* Goal of the exercise:
Your answer should be the exact lines of the data below from the one containing "#[derive(Debug, Deserialize, ToSchema)]" through the one containing "the persons router."; please include nothing else.

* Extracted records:

○ ○ ○ ○ ○ ○ ○

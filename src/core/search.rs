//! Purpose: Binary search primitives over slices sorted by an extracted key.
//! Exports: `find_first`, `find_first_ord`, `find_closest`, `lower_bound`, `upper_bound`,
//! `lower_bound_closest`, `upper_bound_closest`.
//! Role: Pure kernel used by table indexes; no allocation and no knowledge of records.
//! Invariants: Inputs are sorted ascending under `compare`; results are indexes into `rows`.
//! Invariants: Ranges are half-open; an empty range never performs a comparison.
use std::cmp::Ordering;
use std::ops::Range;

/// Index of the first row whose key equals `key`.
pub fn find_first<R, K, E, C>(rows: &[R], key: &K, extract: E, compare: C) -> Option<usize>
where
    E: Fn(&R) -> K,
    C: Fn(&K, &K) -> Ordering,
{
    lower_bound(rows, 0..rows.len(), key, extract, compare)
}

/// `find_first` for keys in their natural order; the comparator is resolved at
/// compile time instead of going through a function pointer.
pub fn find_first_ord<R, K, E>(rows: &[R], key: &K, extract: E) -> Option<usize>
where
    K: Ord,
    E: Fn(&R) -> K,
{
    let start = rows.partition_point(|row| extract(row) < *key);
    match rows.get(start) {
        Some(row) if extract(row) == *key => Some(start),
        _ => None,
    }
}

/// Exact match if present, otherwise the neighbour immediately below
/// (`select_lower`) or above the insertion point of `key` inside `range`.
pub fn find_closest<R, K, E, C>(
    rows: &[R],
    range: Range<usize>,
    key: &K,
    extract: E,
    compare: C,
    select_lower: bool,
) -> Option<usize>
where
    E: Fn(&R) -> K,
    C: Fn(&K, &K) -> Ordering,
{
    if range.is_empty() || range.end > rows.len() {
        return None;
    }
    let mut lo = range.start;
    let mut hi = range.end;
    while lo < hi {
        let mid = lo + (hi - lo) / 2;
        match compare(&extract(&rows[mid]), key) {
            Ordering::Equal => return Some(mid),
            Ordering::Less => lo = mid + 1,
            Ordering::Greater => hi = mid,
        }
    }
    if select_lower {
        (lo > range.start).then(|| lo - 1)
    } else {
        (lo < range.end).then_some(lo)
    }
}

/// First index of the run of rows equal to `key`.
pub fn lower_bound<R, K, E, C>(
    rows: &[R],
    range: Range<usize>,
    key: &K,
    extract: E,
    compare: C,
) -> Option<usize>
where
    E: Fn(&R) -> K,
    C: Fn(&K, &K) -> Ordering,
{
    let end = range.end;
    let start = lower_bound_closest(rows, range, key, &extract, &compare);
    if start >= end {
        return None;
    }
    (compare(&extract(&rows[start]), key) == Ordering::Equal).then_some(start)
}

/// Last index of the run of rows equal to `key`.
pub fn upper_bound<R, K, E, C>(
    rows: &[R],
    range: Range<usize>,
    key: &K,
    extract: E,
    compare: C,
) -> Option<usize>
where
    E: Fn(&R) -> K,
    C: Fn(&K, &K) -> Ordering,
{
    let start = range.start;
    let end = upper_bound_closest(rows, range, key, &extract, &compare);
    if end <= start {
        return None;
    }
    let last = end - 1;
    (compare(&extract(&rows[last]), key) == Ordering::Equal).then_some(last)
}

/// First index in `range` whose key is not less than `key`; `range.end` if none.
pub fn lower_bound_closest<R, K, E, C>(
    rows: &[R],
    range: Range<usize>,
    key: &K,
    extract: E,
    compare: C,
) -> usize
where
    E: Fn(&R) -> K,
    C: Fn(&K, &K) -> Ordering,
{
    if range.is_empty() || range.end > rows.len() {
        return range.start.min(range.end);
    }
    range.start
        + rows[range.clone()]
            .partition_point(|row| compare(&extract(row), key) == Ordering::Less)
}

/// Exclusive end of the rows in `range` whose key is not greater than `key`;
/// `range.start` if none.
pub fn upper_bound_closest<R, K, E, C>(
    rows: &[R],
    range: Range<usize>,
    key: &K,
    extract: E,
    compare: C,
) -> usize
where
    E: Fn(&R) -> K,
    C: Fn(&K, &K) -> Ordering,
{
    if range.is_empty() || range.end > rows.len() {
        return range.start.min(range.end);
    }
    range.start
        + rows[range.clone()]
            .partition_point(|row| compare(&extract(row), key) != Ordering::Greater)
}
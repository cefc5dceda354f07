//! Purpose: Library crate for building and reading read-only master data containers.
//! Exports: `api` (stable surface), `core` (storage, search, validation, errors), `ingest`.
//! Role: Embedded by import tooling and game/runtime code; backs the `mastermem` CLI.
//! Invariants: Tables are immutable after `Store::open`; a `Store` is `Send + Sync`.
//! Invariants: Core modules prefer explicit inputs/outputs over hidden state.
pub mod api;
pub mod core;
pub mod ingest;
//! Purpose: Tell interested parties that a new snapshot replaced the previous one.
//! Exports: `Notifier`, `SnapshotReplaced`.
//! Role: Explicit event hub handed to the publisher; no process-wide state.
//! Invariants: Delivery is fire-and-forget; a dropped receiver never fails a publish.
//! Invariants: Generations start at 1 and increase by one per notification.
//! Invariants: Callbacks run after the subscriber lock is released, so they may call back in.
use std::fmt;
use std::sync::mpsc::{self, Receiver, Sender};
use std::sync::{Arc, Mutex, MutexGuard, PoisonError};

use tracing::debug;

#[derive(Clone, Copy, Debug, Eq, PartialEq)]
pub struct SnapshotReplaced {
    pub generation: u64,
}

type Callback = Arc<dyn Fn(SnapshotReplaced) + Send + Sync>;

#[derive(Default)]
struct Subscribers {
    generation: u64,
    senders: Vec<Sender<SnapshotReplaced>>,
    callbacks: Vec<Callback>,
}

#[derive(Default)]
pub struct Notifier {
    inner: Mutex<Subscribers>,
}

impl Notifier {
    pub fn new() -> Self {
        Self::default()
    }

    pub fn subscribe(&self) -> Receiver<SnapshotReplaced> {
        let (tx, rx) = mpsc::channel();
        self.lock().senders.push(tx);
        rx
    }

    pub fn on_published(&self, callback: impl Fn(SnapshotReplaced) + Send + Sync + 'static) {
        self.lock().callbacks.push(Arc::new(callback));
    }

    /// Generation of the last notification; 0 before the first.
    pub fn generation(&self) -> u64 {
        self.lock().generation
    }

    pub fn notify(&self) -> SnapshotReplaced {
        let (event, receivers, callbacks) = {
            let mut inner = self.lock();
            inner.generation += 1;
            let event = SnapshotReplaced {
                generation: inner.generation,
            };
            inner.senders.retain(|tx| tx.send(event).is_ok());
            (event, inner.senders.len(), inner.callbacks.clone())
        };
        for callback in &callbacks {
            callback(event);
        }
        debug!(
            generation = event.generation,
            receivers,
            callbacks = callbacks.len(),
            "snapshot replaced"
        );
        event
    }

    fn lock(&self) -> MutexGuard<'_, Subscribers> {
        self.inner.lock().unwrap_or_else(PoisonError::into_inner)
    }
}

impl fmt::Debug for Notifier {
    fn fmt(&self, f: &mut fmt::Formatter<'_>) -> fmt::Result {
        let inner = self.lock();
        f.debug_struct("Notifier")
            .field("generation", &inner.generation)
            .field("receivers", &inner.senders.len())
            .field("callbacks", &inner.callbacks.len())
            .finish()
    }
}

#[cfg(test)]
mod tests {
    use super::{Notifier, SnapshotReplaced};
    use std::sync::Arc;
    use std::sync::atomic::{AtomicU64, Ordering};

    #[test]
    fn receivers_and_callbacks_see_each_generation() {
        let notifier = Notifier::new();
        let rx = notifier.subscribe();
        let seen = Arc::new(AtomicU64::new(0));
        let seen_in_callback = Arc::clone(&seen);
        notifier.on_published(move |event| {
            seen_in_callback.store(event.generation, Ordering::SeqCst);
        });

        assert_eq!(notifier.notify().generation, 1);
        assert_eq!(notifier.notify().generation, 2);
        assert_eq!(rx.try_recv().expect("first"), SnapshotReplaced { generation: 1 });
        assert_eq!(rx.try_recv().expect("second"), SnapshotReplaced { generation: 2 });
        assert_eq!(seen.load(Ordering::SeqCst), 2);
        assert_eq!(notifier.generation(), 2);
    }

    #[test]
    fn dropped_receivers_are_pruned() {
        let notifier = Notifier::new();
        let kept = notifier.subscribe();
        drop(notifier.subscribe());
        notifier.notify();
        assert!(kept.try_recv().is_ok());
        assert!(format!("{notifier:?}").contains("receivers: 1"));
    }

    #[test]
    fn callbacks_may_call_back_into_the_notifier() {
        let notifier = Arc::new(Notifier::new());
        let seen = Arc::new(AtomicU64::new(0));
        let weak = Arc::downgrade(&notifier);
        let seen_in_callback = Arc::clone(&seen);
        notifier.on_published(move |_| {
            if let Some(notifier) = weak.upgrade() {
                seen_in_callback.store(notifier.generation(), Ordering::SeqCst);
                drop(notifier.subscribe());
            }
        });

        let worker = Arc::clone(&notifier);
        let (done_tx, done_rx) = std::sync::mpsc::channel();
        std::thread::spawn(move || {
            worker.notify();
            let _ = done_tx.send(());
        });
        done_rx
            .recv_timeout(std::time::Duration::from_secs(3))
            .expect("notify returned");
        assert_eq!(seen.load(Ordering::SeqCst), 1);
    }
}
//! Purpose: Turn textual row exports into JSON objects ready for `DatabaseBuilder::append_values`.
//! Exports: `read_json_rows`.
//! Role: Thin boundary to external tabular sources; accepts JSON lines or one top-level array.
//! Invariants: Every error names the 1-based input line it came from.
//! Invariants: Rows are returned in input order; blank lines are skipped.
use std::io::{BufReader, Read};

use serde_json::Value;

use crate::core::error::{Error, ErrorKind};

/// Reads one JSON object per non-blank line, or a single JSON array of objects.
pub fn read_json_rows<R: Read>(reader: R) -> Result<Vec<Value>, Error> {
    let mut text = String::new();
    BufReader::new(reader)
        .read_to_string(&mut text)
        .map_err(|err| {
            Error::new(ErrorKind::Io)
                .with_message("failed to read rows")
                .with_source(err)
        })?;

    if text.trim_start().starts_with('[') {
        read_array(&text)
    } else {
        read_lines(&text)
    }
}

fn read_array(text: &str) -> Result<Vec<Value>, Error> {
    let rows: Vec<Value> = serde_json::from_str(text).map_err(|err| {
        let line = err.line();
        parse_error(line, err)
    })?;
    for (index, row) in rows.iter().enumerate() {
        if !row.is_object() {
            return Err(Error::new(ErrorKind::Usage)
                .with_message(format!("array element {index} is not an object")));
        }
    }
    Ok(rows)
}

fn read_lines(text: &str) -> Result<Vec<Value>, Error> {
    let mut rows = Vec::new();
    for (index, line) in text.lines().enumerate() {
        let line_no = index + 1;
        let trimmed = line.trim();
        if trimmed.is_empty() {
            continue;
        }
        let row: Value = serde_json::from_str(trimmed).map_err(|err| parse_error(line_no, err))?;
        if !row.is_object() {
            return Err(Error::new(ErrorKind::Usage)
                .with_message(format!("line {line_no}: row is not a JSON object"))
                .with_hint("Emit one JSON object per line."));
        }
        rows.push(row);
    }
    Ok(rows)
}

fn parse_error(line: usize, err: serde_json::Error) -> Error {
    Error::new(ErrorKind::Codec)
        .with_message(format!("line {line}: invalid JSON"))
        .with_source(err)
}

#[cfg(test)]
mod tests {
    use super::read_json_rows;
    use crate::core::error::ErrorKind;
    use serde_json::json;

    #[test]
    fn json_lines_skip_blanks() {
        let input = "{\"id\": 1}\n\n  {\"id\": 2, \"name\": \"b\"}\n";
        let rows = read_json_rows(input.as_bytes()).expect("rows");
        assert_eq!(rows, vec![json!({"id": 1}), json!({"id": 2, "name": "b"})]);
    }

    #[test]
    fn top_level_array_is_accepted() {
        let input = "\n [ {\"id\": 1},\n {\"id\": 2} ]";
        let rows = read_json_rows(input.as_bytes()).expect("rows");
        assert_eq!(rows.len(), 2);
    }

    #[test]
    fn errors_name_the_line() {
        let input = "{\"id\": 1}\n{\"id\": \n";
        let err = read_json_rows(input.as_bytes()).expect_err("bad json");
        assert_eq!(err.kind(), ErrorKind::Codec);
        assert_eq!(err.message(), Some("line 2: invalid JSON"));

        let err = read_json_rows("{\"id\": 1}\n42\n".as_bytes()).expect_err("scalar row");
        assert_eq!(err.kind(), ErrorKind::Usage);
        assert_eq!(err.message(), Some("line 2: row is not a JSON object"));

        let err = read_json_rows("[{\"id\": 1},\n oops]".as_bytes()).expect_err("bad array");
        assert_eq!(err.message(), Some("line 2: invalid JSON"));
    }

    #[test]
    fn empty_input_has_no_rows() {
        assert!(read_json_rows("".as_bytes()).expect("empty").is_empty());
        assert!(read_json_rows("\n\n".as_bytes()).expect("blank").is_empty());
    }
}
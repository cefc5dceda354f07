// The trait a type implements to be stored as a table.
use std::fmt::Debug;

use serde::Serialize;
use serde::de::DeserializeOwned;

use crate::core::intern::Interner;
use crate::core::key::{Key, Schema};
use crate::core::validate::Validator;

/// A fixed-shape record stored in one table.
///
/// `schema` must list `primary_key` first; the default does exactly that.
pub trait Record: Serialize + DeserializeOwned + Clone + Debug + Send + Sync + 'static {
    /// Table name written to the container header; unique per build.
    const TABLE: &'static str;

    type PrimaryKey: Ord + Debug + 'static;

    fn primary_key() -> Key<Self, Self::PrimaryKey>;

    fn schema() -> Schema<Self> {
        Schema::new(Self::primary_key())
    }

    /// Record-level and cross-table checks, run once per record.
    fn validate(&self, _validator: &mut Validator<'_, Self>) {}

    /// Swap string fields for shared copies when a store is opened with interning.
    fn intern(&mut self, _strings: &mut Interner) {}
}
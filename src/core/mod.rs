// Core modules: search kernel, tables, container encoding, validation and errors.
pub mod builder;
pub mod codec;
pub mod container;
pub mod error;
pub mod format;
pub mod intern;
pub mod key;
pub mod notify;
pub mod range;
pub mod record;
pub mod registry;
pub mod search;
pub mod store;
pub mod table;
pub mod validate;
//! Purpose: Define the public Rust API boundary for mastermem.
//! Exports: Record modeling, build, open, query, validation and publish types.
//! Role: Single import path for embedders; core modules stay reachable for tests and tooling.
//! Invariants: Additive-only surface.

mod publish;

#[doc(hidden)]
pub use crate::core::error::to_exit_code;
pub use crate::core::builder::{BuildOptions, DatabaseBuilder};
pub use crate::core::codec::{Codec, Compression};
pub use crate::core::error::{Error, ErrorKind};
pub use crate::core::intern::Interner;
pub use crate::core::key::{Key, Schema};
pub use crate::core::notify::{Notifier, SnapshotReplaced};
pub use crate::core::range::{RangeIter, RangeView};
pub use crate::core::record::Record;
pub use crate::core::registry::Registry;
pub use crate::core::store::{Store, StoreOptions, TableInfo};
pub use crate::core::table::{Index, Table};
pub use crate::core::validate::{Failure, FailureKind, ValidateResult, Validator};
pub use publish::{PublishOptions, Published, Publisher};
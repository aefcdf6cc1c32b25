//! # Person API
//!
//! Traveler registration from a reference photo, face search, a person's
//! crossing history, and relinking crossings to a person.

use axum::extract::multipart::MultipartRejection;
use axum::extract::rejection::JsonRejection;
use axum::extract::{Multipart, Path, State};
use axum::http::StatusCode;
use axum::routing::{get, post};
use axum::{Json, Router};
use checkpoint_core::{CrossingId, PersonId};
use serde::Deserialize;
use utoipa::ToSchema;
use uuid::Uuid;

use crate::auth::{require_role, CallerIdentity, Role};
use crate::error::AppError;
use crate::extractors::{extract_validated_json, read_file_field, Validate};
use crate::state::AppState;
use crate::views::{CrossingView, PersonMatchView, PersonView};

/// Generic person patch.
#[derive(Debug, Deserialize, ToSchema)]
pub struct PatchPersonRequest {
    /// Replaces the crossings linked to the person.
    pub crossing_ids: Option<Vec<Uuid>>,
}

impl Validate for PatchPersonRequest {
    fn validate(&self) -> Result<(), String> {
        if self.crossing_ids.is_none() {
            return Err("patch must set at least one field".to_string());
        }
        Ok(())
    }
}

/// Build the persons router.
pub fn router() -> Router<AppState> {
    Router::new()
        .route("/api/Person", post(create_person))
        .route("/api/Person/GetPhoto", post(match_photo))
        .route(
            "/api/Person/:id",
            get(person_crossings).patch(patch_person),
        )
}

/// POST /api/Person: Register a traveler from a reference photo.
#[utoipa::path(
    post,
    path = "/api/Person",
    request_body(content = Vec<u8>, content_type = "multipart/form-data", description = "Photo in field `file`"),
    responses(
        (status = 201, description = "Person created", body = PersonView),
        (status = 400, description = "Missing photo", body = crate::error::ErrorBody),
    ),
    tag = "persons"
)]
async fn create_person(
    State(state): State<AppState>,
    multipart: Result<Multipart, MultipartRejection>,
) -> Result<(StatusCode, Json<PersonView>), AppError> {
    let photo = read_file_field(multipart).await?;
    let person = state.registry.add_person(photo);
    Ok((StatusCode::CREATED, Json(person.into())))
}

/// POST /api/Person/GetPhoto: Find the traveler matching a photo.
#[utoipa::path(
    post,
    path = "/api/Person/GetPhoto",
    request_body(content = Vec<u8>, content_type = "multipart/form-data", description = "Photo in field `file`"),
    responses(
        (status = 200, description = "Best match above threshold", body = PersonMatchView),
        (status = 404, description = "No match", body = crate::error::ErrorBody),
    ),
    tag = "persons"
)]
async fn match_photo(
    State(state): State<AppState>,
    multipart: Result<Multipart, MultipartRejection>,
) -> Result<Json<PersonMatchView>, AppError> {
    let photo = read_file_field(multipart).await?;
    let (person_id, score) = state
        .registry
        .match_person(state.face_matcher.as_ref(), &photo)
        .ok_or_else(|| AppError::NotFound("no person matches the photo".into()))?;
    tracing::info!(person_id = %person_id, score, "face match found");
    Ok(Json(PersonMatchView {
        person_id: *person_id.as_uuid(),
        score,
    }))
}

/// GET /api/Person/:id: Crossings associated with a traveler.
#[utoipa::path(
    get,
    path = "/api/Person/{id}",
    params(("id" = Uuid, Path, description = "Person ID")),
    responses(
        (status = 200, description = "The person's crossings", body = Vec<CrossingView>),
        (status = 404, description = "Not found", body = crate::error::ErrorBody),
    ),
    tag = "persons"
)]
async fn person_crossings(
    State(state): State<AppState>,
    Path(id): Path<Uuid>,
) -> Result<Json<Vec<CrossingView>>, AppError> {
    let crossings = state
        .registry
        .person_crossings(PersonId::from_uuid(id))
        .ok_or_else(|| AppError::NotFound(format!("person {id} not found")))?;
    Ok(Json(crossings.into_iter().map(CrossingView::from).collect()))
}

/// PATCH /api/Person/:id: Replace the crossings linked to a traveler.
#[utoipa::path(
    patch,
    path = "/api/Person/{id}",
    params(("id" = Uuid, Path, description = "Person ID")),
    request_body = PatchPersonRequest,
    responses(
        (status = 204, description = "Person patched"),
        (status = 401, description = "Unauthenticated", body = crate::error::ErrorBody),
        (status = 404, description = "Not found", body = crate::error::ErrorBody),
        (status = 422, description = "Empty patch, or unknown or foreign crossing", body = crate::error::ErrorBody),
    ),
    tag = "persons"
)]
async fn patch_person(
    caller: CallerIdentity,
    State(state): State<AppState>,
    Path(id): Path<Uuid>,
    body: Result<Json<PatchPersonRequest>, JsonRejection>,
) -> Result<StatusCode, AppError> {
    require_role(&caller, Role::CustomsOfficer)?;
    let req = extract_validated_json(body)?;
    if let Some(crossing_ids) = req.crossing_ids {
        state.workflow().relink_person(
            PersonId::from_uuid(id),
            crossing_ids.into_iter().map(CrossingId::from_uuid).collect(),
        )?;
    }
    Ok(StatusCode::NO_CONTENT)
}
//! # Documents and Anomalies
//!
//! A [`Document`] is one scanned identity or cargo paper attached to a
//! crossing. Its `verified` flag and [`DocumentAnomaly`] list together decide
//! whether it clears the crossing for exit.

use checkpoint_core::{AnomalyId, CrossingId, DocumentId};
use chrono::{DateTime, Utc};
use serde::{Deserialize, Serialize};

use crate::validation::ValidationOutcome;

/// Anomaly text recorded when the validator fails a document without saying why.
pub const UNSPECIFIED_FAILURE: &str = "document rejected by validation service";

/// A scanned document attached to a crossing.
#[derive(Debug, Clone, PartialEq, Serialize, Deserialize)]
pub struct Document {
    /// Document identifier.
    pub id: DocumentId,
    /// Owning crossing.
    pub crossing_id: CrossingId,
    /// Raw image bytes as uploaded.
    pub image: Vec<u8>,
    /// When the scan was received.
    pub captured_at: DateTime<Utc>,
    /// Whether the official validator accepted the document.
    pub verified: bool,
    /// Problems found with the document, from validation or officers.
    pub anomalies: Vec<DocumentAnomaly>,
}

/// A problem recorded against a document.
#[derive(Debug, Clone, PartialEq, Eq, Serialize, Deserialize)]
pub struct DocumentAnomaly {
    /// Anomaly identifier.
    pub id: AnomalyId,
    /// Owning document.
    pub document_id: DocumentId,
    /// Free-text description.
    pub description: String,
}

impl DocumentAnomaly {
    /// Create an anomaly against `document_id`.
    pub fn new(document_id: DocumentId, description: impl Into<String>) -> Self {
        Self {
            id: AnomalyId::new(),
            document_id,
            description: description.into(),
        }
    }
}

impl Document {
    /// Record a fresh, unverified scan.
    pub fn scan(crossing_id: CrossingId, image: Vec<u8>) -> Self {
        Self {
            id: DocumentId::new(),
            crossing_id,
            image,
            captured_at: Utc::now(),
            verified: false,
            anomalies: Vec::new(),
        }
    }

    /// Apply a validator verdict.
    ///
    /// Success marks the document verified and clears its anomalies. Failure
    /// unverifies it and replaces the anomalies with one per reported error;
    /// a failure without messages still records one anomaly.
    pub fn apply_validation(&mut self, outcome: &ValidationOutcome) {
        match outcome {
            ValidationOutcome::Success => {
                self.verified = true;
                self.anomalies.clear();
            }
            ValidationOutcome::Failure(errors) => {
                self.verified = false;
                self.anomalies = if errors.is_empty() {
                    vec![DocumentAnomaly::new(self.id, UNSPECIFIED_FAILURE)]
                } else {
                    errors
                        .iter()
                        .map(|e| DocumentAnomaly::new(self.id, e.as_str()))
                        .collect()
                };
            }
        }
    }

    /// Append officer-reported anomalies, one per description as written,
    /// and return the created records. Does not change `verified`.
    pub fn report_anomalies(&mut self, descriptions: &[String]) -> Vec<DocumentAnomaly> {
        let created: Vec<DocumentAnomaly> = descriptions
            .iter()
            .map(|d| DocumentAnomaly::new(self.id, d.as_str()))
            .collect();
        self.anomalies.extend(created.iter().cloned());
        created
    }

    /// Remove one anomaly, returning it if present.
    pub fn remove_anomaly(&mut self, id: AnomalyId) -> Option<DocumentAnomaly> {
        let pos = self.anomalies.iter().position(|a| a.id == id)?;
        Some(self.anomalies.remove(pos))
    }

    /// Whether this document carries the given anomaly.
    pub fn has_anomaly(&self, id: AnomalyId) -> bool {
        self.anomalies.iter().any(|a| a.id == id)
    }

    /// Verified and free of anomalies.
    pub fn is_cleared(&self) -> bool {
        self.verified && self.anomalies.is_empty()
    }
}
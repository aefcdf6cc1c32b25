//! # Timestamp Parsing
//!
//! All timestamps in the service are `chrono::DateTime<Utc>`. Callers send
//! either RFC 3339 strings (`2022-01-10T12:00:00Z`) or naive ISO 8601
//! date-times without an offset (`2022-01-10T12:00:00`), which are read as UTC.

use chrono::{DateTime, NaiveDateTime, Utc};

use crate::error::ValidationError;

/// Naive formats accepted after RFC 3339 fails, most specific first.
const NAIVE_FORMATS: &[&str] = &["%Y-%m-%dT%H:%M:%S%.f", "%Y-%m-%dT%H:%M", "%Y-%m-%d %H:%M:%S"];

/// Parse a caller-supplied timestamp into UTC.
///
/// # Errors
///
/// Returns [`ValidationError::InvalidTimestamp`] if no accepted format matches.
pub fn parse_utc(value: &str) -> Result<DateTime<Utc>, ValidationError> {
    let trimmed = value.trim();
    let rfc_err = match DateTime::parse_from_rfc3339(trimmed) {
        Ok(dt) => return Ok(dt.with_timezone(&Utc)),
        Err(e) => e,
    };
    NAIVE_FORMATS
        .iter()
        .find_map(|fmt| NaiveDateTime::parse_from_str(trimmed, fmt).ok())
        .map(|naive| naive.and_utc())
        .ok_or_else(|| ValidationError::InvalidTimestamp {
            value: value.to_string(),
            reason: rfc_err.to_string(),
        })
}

○ ○ ○ ○ ○ ○ ○

* Response:
#[derive(Debug, Deserialize, ToSchema)]
pub struct PatchPersonRequest {
    /// Replaces the crossings linked to the person.
    pub crossing_ids: Option<Vec<Uuid>>,
}

impl Validate for PatchPersonRequest {
    fn validate(&self) -> Result<(), String> {
        if self.crossing_ids.is_none() {
            return Err("patch must set at least one field".to_string());
        }
        Ok(())
    }
}

/// Build the persons router.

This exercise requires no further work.